> _Aim of the exercise_:
Lines where the string "directory" appears are to be copied from the entries below.

> _Extracted material_:
//! Mount detection under the GVfs mount root.
//!
//! A device mount shows up as a directory named like
//! `sftp:host=10.0.0.5,port=1739`. Its absence is the normal idle state, so
//! nothing here returns an error: an unreadable or missing root is simply
//! "no mount".

use std::fs;
use std::path::{Path, PathBuf};
use std::time::Duration;

use tracing::{debug, warn};

use crate::error::Error;
use crate::timeout::SingleFlight;

/// Prefix shared by every device mount name.
pub const MOUNT_PREFIX: &str = "sftp:";

/// A live device mount.
#[derive(Debug, Clone, PartialEq, Eq)]
pub struct MountHandle {
    pub path: PathBuf,
    pub host: String,
    pub port: Option<u16>,
}

/// Something that can tell whether a device is mounted right now.
pub trait MountSource {
    fn detect(&self) -> Option<MountHandle>;
}

/// Scans a mount root on the local filesystem with a deadline.
#[derive(Debug, Clone)]
pub struct FsMountSource {
    root: PathBuf,
    timeout: Duration,
    flight: SingleFlight,
}

impl FsMountSource {
    pub fn new(root: impl Into<PathBuf>, timeout: Duration) -> Self {
        Self {
            root: root.into(),
            timeout,
            flight: SingleFlight::new(),
        }
    }
}

impl MountSource for FsMountSource {
    fn detect(&self) -> Option<MountHandle> {
        detect_mount(&self.root, self.timeout, &self.flight)
    }
}

/// Parses `sftp:host=<host>[,port=<port>][,key=value...]` into host and port.
pub fn parse_mount_name(name: &str) -> Option<(String, Option<u16>)> {
    let params = name.strip_prefix(MOUNT_PREFIX)?;

    let mut host = None;
    let mut port = None;
    for pair in params.split(',') {
        let (key, value) = pair.split_once('=')?;
        match key {
            "host" => host = Some(value),
            "port" => port = Some(value.parse::<u16>().ok()?),
            _ => {}
        }
    }

    let host = host.filter(|h| !h.is_empty())?;
    Some((host.to_string(), port))
}

/// All device mounts directly under `root`, sorted by directory name.
pub fn scan_once(root: &Path) -> Vec<MountHandle> {
    let entries = match fs::read_dir(root) {
        Ok(entries) => entries,
        Err(e) => {
            debug!(root = %root.display(), error = %e, "mount root not readable");
            return Vec::new();
        }
    };

    let mut mounts: Vec<(String, MountHandle)> = entries
        .filter_map(|entry| entry.ok())
        .filter_map(|entry| {
            let name = entry.file_name().into_string().ok()?;
            let (host, port) = parse_mount_name(&name)?;
            let path = entry.path();
            if !path.is_dir() {
                return None;
            }
            Some((name, MountHandle { path, host, port }))
        })
        .collect();

    mounts.sort_by(|(a, _), (b, _)| a.cmp(b));
    mounts.into_iter().map(|(_, handle)| handle).collect()
}

/// The first device mount under `root`, or `None`.
///
/// Gives up after `limit` so a hung network mount cannot stall the caller.
/// While a scan abandoned that way is still blocked, later calls return
/// `None` straight away instead of starting another one.
pub fn detect_mount(root: &Path, limit: Duration, flight: &SingleFlight) -> Option<MountHandle> {
    detect_with(root, limit, flight, scan_once)
}

fn detect_with(
    root: &Path,
    limit: Duration,
    flight: &SingleFlight,
    scan: fn(&Path) -> Vec<MountHandle>,
) -> Option<MountHandle> {
    let root_owned = root.to_path_buf();
    let mounts = match flight.run("mount scan", limit, move || scan(&root_owned)) {
        Ok(mounts) => mounts,
        Err(e @ Error::StillPending { .. }) => {
            debug!(root = %root.display(), error = %e, "skipping mount scan");
            return None;
        }
        Err(e) => {
            warn!(root = %root.display(), error = %e, "mount scan did not complete");
            return None;
        }
    };

    if mounts.len() > 1 {
        debug!(count = mounts.len(), "several device mounts present, using the first");
    }
    mounts.into_iter().next()
}

#[cfg(test)]
mod tests {
    use super::*;

    #[test]
    fn test_parse_mount_name() {
        assert_eq!(
            parse_mount_name("sftp:host=10.0.0.5,port=1739"),
            Some(("10.0.0.5".to_string(), Some(1739)))
        );
        assert_eq!(
            parse_mount_name("sftp:host=phone.local"),
            Some(("phone.local".to_string(), None))
        );
        assert_eq!(
            parse_mount_name("sftp:host=10.0.0.5,user=kdeconnect,port=22"),
            Some(("10.0.0.5".to_string(), Some(22)))
        );
    }

    #[test]
    fn test_parse_mount_name_rejects_others() {
        assert_eq!(parse_mount_name("smb-share:server=nas,share=media"), None);
        assert_eq!(parse_mount_name("sftp:host="), None);
        assert_eq!(parse_mount_name("sftp:port=22"), None);
        assert_eq!(parse_mount_name("sftp:host=a,port=notaport"), None);
        assert_eq!(parse_mount_name("sftp:host=a,port=70000"), None);
        assert_eq!(parse_mount_name("sftp:garbage"), None);
    }

    #[test]
    fn test_scan_once_filters_and_sorts() {
        let root = tempfile::tempdir().unwrap();
        fs::create_dir(root.path().join("sftp:host=10.0.0.9")).unwrap();
        fs::create_dir(root.path().join("sftp:host=10.0.0.5,port=1739")).unwrap();
        fs::create_dir(root.path().join("smb-share:server=nas")).unwrap();
        fs::write(root.path().join("sftp:host=10.0.0.1"), "not a dir").unwrap();

        let mounts = scan_once(root.path());
        let hosts: Vec<_> = mounts.iter().map(|m| m.host.as_str()).collect();
        assert_eq!(hosts, vec!["10.0.0.5", "10.0.0.9"]);
        assert_eq!(mounts[0].port, Some(1739));
    }

    #[test]
    fn test_detect_mount_missing_or_empty_root() {
        let root = tempfile::tempdir().unwrap();
        let limit = Duration::from_secs(5);
        let flight = SingleFlight::new();
        assert_eq!(detect_mount(root.path(), limit, &flight), None);
        assert_eq!(detect_mount(&root.path().join("absent"), limit, &flight), None);
    }

    #[test]
    fn test_detect_mount_picks_lexicographically_first() {
        let root = tempfile::tempdir().unwrap();
        fs::create_dir(root.path().join("sftp:host=b")).unwrap();
        fs::create_dir(root.path().join("sftp:host=a")).unwrap();

        let source = FsMountSource::new(root.path(), Duration::from_secs(5));
        let mount = source.detect().unwrap();
        assert_eq!(mount.host, "a");
        assert_eq!(mount.path, root.path().join("sftp:host=a"));
    }

    fn slow_scan(root: &Path) -> Vec<MountHandle> {
        std::thread::sleep(Duration::from_millis(300));
        vec![MountHandle {
            path: root.join("sftp:host=slow"),
            host: "slow".to_string(),
            port: None,
        }]
    }

    #[test]
    fn test_hung_scan_is_not_restarted() {
        let root = tempfile::tempdir().unwrap();
        fs::create_dir(root.path().join("sftp:host=a")).unwrap();
        let flight = SingleFlight::new();
        let limit = Duration::from_millis(20);

        assert_eq!(detect_with(root.path(), limit, &flight, slow_scan), None);
        assert!(flight.is_busy());
        // The first scan is still blocked, so this one never starts.
        assert_eq!(detect_with(root.path(), limit, &flight, scan_once), None);

        let deadline = std::time::Instant::now() + Duration::from_secs(5);
        while flight.is_busy() && std::time::Instant::now() < deadline {
            std::thread::sleep(Duration::from_millis(10));
        }
        let mount = detect_with(root.path(), Duration::from_secs(5), &flight, scan_once).unwrap();
        assert_eq!(mount.host, "a");
    }
}
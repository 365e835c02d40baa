//! Command execution with a deadline.
//!
//! External helpers (the name resolver, the notifier) are ordinary programs.
//! They run with stdin closed; if one exceeds its deadline it is killed so the
//! poll loop never waits on it.

use std::env;
use std::io;
use std::os::unix::fs::PermissionsExt;
use std::path::{Path, PathBuf};
use std::process::{Command, Output, Stdio};
use std::sync::mpsc;
use std::thread;
use std::time::Duration;

use nix::sys::signal::{self, Signal};
use nix::unistd::Pid;
use tracing::{debug, warn};

use crate::config::Config;
use crate::error::{Error, IoResultExt, Result};

/// Runs `program` with `args`, killing it if it has not exited after `timeout`.
pub fn run_bounded(program: &str, args: &[String], timeout: Duration) -> Result<Output> {
    let child = Command::new(program)
        .args(args)
        .stdin(Stdio::null())
        .stdout(Stdio::piped())
        .stderr(Stdio::piped())
        .spawn()
        .command_context(program)?;
    let pid = child.id();

    let (tx, rx) = mpsc::channel();
    thread::Builder::new()
        .name(format!("wait-{program}"))
        .spawn(move || {
            let _ = tx.send(child.wait_with_output());
        })
        .command_context(format!("wait for {program}"))?;

    settle(program, pid, timeout, rx.recv_timeout(timeout))
}

/// Maps what the wait thread delivered to the command's result.
fn settle(
    program: &str,
    pid: u32,
    timeout: Duration,
    received: std::result::Result<io::Result<Output>, mpsc::RecvTimeoutError>,
) -> Result<Output> {
    match received {
        Ok(output) => output.command_context(program),
        Err(mpsc::RecvTimeoutError::Disconnected) => Err(Error::Generic {
            message: format!("wait thread for {program} terminated unexpectedly"),
            source: None,
        }),
        Err(mpsc::RecvTimeoutError::Timeout) => {
            if let Err(e) = signal::kill(Pid::from_raw(pid as i32), Signal::SIGKILL) {
                warn!(program, pid, error = %e, "failed to kill timed out command");
            }
            Err(Error::Timeout {
                operation: program.to_string(),
                timeout,
            })
        }
    }
}

/// Spawns `program` without waiting for it; the child is reaped in the background.
pub fn spawn_detached(program: &str, args: &[String]) -> Result<()> {
    let mut child = Command::new(program)
        .args(args)
        .stdin(Stdio::null())
        .stdout(Stdio::null())
        .stderr(Stdio::null())
        .spawn()
        .command_context(program)?;

    let name = program.to_string();
    thread::Builder::new()
        .name(format!("reap-{program}"))
        .spawn(move || match child.wait() {
            Ok(status) if !status.success() => debug!(program = %name, %status, "helper exited"),
            Ok(_) => {}
            Err(e) => debug!(program = %name, error = %e, "failed to wait for helper"),
        })
        .command_context(format!("reap {program}"))?;
    Ok(())
}

/// Locates `program` the way the shell would: as a path when it contains a
/// slash, otherwise by searching `PATH`.
pub fn find_program(program: &str) -> Option<PathBuf> {
    if program.contains('/') {
        let path = PathBuf::from(program);
        return is_executable(&path).then_some(path);
    }

    let paths = env::var_os("PATH")?;
    env::split_paths(&paths)
        .map(|dir| dir.join(program))
        .find(|candidate| is_executable(candidate))
}

fn is_executable(path: &Path) -> bool {
    path.metadata()
        .map(|m| m.is_file() && m.permissions().mode() & 0o111 != 0)
        .unwrap_or(false)
}

/// Checks that every program the configuration relies on is installed.
///
/// The resolver is a hard dependency once configured. The notifier is
/// best-effort and only warned about.
pub fn ensure_dependencies(config: &Config) -> Result<()> {
    if let Some(program) = config.resolver.command.first()
        && find_program(program).is_none()
    {
        return Err(Error::MissingDependency {
            tool: program.clone(),
        });
    }

    if config.notifications.enabled
        && let Some(program) = config.notifications.command.first()
        && find_program(program).is_none()
    {
        warn!(program = %program, "notification program not found, notifications will fail");
    }

    Ok(())
}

> _Response to the task_:
//! A device mount shows up as a directory named like
/// All device mounts directly under `root`, sorted by directory name.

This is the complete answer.